■ Goal of the exercise:
Which lines in the listing below contain the word "Chatwoot"? Copy each one.
Records shown Start Marker
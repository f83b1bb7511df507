//! Configuration types and loading.
//!
//! Config is loaded from a JSON file (e.g. `~/.relay/config.json`) and environment.
//! The resolved [`BridgeSettings`] value is built once at startup and handed to every
//! component; nothing reads the environment after that.

use anyhow::{Context, Result};
use serde::{Deserialize, Serialize};
use std::path::PathBuf;

/// Top-level application config.
#[derive(Debug, Clone, Default, Serialize, Deserialize)]
#[serde(rename_all = "camelCase")]
pub struct Config {
    /// Gateway server settings (webhook listener).
    #[serde(default)]
    pub gateway: GatewayConfig,

    /// Bot engine (Botpress) endpoint.
    #[serde(default)]
    pub bot: BotConfig,

    /// Support platform (Chatwoot) endpoint and token.
    #[serde(default)]
    pub support: SupportConfig,

    /// Translation service settings.
    #[serde(default)]
    pub translation: TranslationConfig,
}

/// Gateway bind, port, and webhook route.
#[derive(Debug, Clone, Serialize, Deserialize)]
#[serde(rename_all = "camelCase")]
pub struct GatewayConfig {
    /// Port for HTTP (default 15152).
    #[serde(default = "default_gateway_port")]
    pub port: u16,

    /// Bind address (default "127.0.0.1").
    #[serde(default = "default_gateway_bind")]
    pub bind: String,

    /// Route Chatwoot POSTs webhook events to (default "/webhook").
    #[serde(default = "default_webhook_path")]
    pub webhook_path: String,
}

fn default_gateway_port() -> u16 {
    15152
}

fn default_gateway_bind() -> String {
    "127.0.0.1".to_string()
}

fn default_webhook_path() -> String {
    "/webhook".to_string()
}

impl Default for GatewayConfig {
    fn default() -> Self {
        Self {
            port: default_gateway_port(),
            bind: default_gateway_bind(),
            webhook_path: default_webhook_path(),
        }
    }
}

/// Botpress installation. Overridden by BOT_BASE_URL / BOT_ID env.
#[derive(Debug, Clone, Default, Serialize, Deserialize)]
#[serde(rename_all = "camelCase")]
pub struct BotConfig {
    pub base_url: Option<String>,
    pub bot_id: Option<String>,
}

/// Chatwoot installation. Overridden by SUPPORT_BASE_URL / SUPPORT_API_TOKEN env.
#[derive(Debug, Clone, Serialize, Deserialize)]
#[serde(rename_all = "camelCase")]
pub struct SupportConfig {
    pub base_url: Option<String>,
    /// Account the bot posts into (default 1).
    #[serde(default = "default_account_id")]
    pub account_id: u64,
    /// Agent-bot access token, sent as `api_access_token`.
    pub api_token: Option<String>,
}

fn default_account_id() -> u64 {
    1
}

impl Default for SupportConfig {
    fn default() -> Self {
        Self {
            base_url: None,
            account_id: default_account_id(),
            api_token: None,
        }
    }
}

/// AWS Translate settings.
#[derive(Debug, Clone, Serialize, Deserialize)]
#[serde(rename_all = "camelCase")]
pub struct TranslationConfig {
    /// AWS region. Overridden by AWS_REGION env.
    pub region: Option<String>,
    /// Custom terminology name. Overridden by TRANSLATE_TERMINOLOGY env.
    pub terminology: Option<String>,
    /// Language the bot speaks (default "en").
    #[serde(default = "default_source_language")]
    pub source_language: String,
    /// Endpoint override (e.g. a local test double). Defaults to the regional AWS endpoint.
    pub endpoint: Option<String>,
}

fn default_source_language() -> String {
    "en".to_string()
}

impl Default for TranslationConfig {
    fn default() -> Self {
        Self {
            region: None,
            terminology: None,
            source_language: default_source_language(),
            endpoint: None,
        }
    }
}

/// Trimmed value; empty counts as unset.
fn non_empty(s: &str) -> Option<String> {
    let t = s.trim();
    if t.is_empty() {
        None
    } else {
        Some(t.to_string())
    }
}

/// Env value if set, otherwise the trimmed, non-empty config value.
fn resolve_value(
    env: &impl Fn(&str) -> Option<String>,
    name: &str,
    configured: Option<&String>,
) -> Option<String> {
    env(name)
        .as_deref()
        .and_then(non_empty)
        .or_else(|| configured.and_then(|s| non_empty(s)))
}

/// Process-wide immutable settings, resolved once from [`Config`] and env.
#[derive(Debug, Clone, PartialEq, Eq)]
pub struct BridgeSettings {
    pub bot_base_url: String,
    pub bot_id: String,
    pub support_base_url: String,
    pub support_account_id: u64,
    pub support_token: String,
    pub source_language: String,
    pub terminology: Option<String>,
    pub region: Option<String>,
    pub translate_endpoint: Option<String>,
}

impl BridgeSettings {
    /// Resolve settings from config and the process environment.
    pub fn resolve(config: &Config) -> Result<Self> {
        Self::resolve_with(config, |name| std::env::var(name).ok())
    }

    /// Resolve settings with `env` as the variable lookup: env overrides config, blank values
    /// count as unset. Missing endpoints or token fail startup.
    pub fn resolve_with(config: &Config, env: impl Fn(&str) -> Option<String>) -> Result<Self> {
        let bot_base_url = resolve_value(&env, "BOT_BASE_URL", config.bot.base_url.as_ref())
            .context("bot base URL not configured (bot.baseUrl or BOT_BASE_URL)")?;
        let bot_id = resolve_value(&env, "BOT_ID", config.bot.bot_id.as_ref())
            .context("bot id not configured (bot.botId or BOT_ID)")?;
        let support_base_url =
            resolve_value(&env, "SUPPORT_BASE_URL", config.support.base_url.as_ref())
                .context("support base URL not configured (support.baseUrl or SUPPORT_BASE_URL)")?;
        let support_token = resolve_value(&env, "SUPPORT_API_TOKEN", config.support.api_token.as_ref())
            .context("support API token not configured (support.apiToken or SUPPORT_API_TOKEN)")?;
        let source_language = {
            let s = config.translation.source_language.trim();
            if s.is_empty() {
                default_source_language()
            } else {
                s.to_string()
            }
        };
        Ok(Self {
            bot_base_url: bot_base_url.trim_end_matches('/').to_string(),
            bot_id,
            support_base_url: support_base_url.trim_end_matches('/').to_string(),
            support_account_id: config.support.account_id,
            support_token,
            source_language,
            terminology: resolve_value(
                &env,
                "TRANSLATE_TERMINOLOGY",
                config.translation.terminology.as_ref(),
            ),
            region: resolve_value(&env, "AWS_REGION", config.translation.region.as_ref()),
            translate_endpoint: config
                .translation
                .endpoint
                .as_ref()
                .map(|s| s.trim().trim_end_matches('/').to_string())
                .filter(|s| !s.is_empty()),
        })
    }
}

/// Resolve config path from env or default.
pub fn default_config_path() -> PathBuf {
    std::env::var("RELAY_CONFIG_PATH").map(PathBuf::from).unwrap_or_else(|_| {
        dirs::home_dir()
            .map(|h| h.join(".relay").join("config.json"))
            .unwrap_or_else(|| PathBuf::from("config.json"))
    })
}

/// Load config from the given path, the default path, or RELAY_CONFIG_PATH. Missing file => default config.
/// Returns the config and the path that was used.
pub fn load_config(path: Option<PathBuf>) -> Result<(Config, PathBuf)> {
    let path = path.unwrap_or_else(default_config_path);
    let config = if !path.exists() {
        log::debug!("config file not found, using defaults: {}", path.display());
        Config::default()
    } else {
        let s = std::fs::read_to_string(&path)
            .with_context(|| format!("reading config from {}", path.display()))?;
        serde_json::from_str(&s)
            .with_context(|| format!("parsing config from {}", path.display()))?
    };
    Ok((config, path))
}

#[cfg(test)]
mod tests {
    use super::*;
    use std::collections::HashMap;

    fn full_config() -> Config {
        serde_json::from_str(
            r#"{
                "bot": { "baseUrl": "http://bot.local/", "botId": "support-bot" },
                "support": { "baseUrl": "https://chat.example.com/", "apiToken": " tok " },
                "translation": { "region": "eu-west-1", "terminology": "brand-terms" }
            }"#,
        )
        .expect("parse config")
    }

    #[test]
    fn defaults_for_gateway_support_and_translation() {
        let config = Config::default();
        assert_eq!(config.gateway.port, 15152);
        assert_eq!(config.gateway.bind, "127.0.0.1");
        assert_eq!(config.gateway.webhook_path, "/webhook");
        assert_eq!(config.support.account_id, 1);
        assert_eq!(config.translation.source_language, "en");
    }

    #[test]
    fn empty_json_object_uses_defaults() {
        let config: Config = serde_json::from_str("{}").expect("parse");
        assert_eq!(config.gateway.port, 15152);
        assert!(config.bot.base_url.is_none());
    }

    fn no_env(_: &str) -> Option<String> {
        None
    }

    fn env_of(pairs: &[(&str, &str)]) -> impl Fn(&str) -> Option<String> {
        let map: HashMap<String, String> = pairs
            .iter()
            .map(|(k, v)| (k.to_string(), v.to_string()))
            .collect();
        move |name: &str| map.get(name).cloned()
    }

    #[test]
    fn resolve_trims_urls_and_token() {
        let settings = BridgeSettings::resolve_with(&full_config(), no_env).expect("resolve");
        assert_eq!(settings.bot_base_url, "http://bot.local");
        assert_eq!(settings.support_base_url, "https://chat.example.com");
        assert_eq!(settings.support_token, "tok");
        assert_eq!(settings.support_account_id, 1);
        assert_eq!(settings.source_language, "en");
        assert_eq!(settings.region.as_deref(), Some("eu-west-1"));
        assert_eq!(settings.terminology.as_deref(), Some("brand-terms"));
    }

    #[test]
    fn resolve_fails_without_bot_id() {
        let mut config = full_config();
        config.bot.bot_id = Some("   ".to_string());
        let err = BridgeSettings::resolve_with(&config, no_env).unwrap_err();
        assert!(err.to_string().contains("bot id"));
    }

    #[test]
    fn env_values_override_config() {
        let env = env_of(&[
            ("BOT_BASE_URL", "http://env-bot:3000/"),
            ("BOT_ID", "env-bot"),
            ("SUPPORT_BASE_URL", "https://env-chat"),
            ("SUPPORT_API_TOKEN", "env-token"),
            ("AWS_REGION", " us-west-2 "),
            ("TRANSLATE_TERMINOLOGY", "env-terms"),
        ]);
        let settings = BridgeSettings::resolve_with(&full_config(), env).expect("resolve");
        assert_eq!(settings.bot_base_url, "http://env-bot:3000");
        assert_eq!(settings.bot_id, "env-bot");
        assert_eq!(settings.support_base_url, "https://env-chat");
        assert_eq!(settings.support_token, "env-token");
        assert_eq!(settings.region.as_deref(), Some("us-west-2"));
        assert_eq!(settings.terminology.as_deref(), Some("env-terms"));
    }

    #[test]
    fn blank_env_values_fall_back_to_config() {
        let env = env_of(&[("BOT_ID", ""), ("SUPPORT_API_TOKEN", "   "), ("AWS_REGION", "")]);
        let settings = BridgeSettings::resolve_with(&full_config(), env).expect("resolve");
        assert_eq!(settings.bot_id, "support-bot");
        assert_eq!(settings.support_token, "tok");
        assert_eq!(settings.region.as_deref(), Some("eu-west-1"));
    }

    #[test]
    fn env_alone_supplies_region_and_terminology() {
        let mut config = full_config();
        config.translation.region = None;
        config.translation.terminology = None;
        let settings = BridgeSettings::resolve_with(&config, no_env).expect("resolve");
        assert_eq!(settings.region, None);
        assert_eq!(settings.terminology, None);

        let env = env_of(&[("AWS_REGION", "ap-south-1"), ("TRANSLATE_TERMINOLOGY", "glossary")]);
        let settings = BridgeSettings::resolve_with(&config, env).expect("resolve");
        assert_eq!(settings.region.as_deref(), Some("ap-south-1"));
        assert_eq!(settings.terminology.as_deref(), Some("glossary"));
    }
}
Records shown End Marker
■ Completed task:
    /// Support platform (Chatwoot) endpoint and token.
    /// Route Chatwoot POSTs webhook events to (default "/webhook").
/// Chatwoot installation. Overridden by SUPPORT_BASE_URL / SUPPORT_API_TOKEN env.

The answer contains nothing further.